In Albanesi et al.’s study, patients hospitalized in the ICU of cardiac surgery likened trust in nurses to an anchor that turned fear and worry into a sense of comfort for them (22). Gaete Ortega et al. reported that the nurses’ relationship with and attention to the patients and meeting with a family member made the patients feel more comfortable during hospitalization in the ICU. Meeting with the family allows the patients to have the determination and motivation to continue living (14). Furthermore, in Tolotti et al.’s study, patients stated that family visits during ICU hospitalization and the better understanding of their needs by staff are the main factors that made patients feel comfortable (23).

In addition, Samuelson showed that 81% of their patients remembered the experiences of hospitalization in the ICU, with 71% and 59% of them recounting unpleasant and pleasant memories, respectively. The results of the aforementioned study, in line with the present study’s results, showed that based on the analysis of patients’ experiences, unpleasant and pleasant memories are opposite to each other and that pleasant experiences can moderate unpleasant ones. The categories extracted in Samuelson ’s study include physical suffering and relief of physical suffering, emotional distress and emotional well-being, perceptual distress and perceptual well-being, environmental distress and environmental comfort, and appropriate care and stressful care services (15).

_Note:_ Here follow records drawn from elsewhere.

// SPDX-License-Identifier: BUSL-1.1
// Copyright (c) 2026 Alfred Jean LLC

//! On-disk layout under the storage root.

use std::path::{Path, PathBuf};

use sdv_core::AppId;

/// Resolved locations of everything the runtime persists.
///
/// ```text
/// <root>/
///   apps.sqlite            store
///   credentials.json       credential vault
///   vss.json               signal schema cache
///   applications/<app>/    per-app working directory
///   dependencies/<app>/    per-app dependency cache (mounted read-only)
///   logs/<app>.log         per-app file sink (rotated)
/// ```
#[derive(Debug, Clone)]
pub struct StoragePaths {
    root: PathBuf,
}

impl StoragePaths {
    pub fn new(root: impl Into<PathBuf>) -> Self {
        Self { root: root.into() }
    }

    pub fn root(&self) -> &Path {
        &self.root
    }

    pub fn database(&self) -> PathBuf {
        self.root.join("apps.sqlite")
    }

    pub fn credentials(&self) -> PathBuf {
        self.root.join("credentials.json")
    }

    pub fn signal_schema(&self) -> PathBuf {
        self.root.join("vss.json")
    }

    pub fn logs_dir(&self) -> PathBuf {
        self.root.join("logs")
    }

    pub fn app_dir(&self, app_id: &AppId) -> PathBuf {
        self.root.join("applications").join(app_id.as_str())
    }

    pub fn deps_dir(&self, app_id: &AppId) -> PathBuf {
        self.root.join("dependencies").join(app_id.as_str())
    }

    pub fn daemon_log(&self) -> PathBuf {
        self.root.join("runtime.log")
    }

    pub fn pid_file(&self) -> PathBuf {
        self.root.join("runtime.pid")
    }
}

To sum up, based on the results of the present study and similar studies, it can be argued that a number of factors have a very critical and decisive role in softening the impact of unpleasant memories of hospitalization in the ICU to some extent. These factors include providing care and treatment services to reduce the stress and anxiety of brain injury patients hospitalized in the ICU, performing timely and accurate interventions to reduce pain and physical discomfort, paying attention to their emotional and spiritual needs, and providing a context for family-oriented care and meeting with family members. The results of the present study showed that meeting with the family and receiving sensory stimulation from them could play a much more prominent role in this regard.

5.1. Conclusions

Due to going through enormous physical and mental suffering, the experiences of brain injury patients hospitalized in the ICU are excessively difficult and fundamentally unpleasant. Although a hefty portion of these sufferings are related to the critical conditions with which the patients struggle, the ICU care and treatment team can palliate these unpleasant experiences to some extent by paying more attention to and addressing the physical and mental needs of the patients. Therefore, the results of the present study can serve as a clinical manual to provide humane and holistic care tailored to the needs and preferences of brain injury patients hospitalized in the ICU. In the end, it is suggested that future studies use the results obtained in this study to design interventions according to the preferences, needs, and problems of patients hospitalized in the ICU.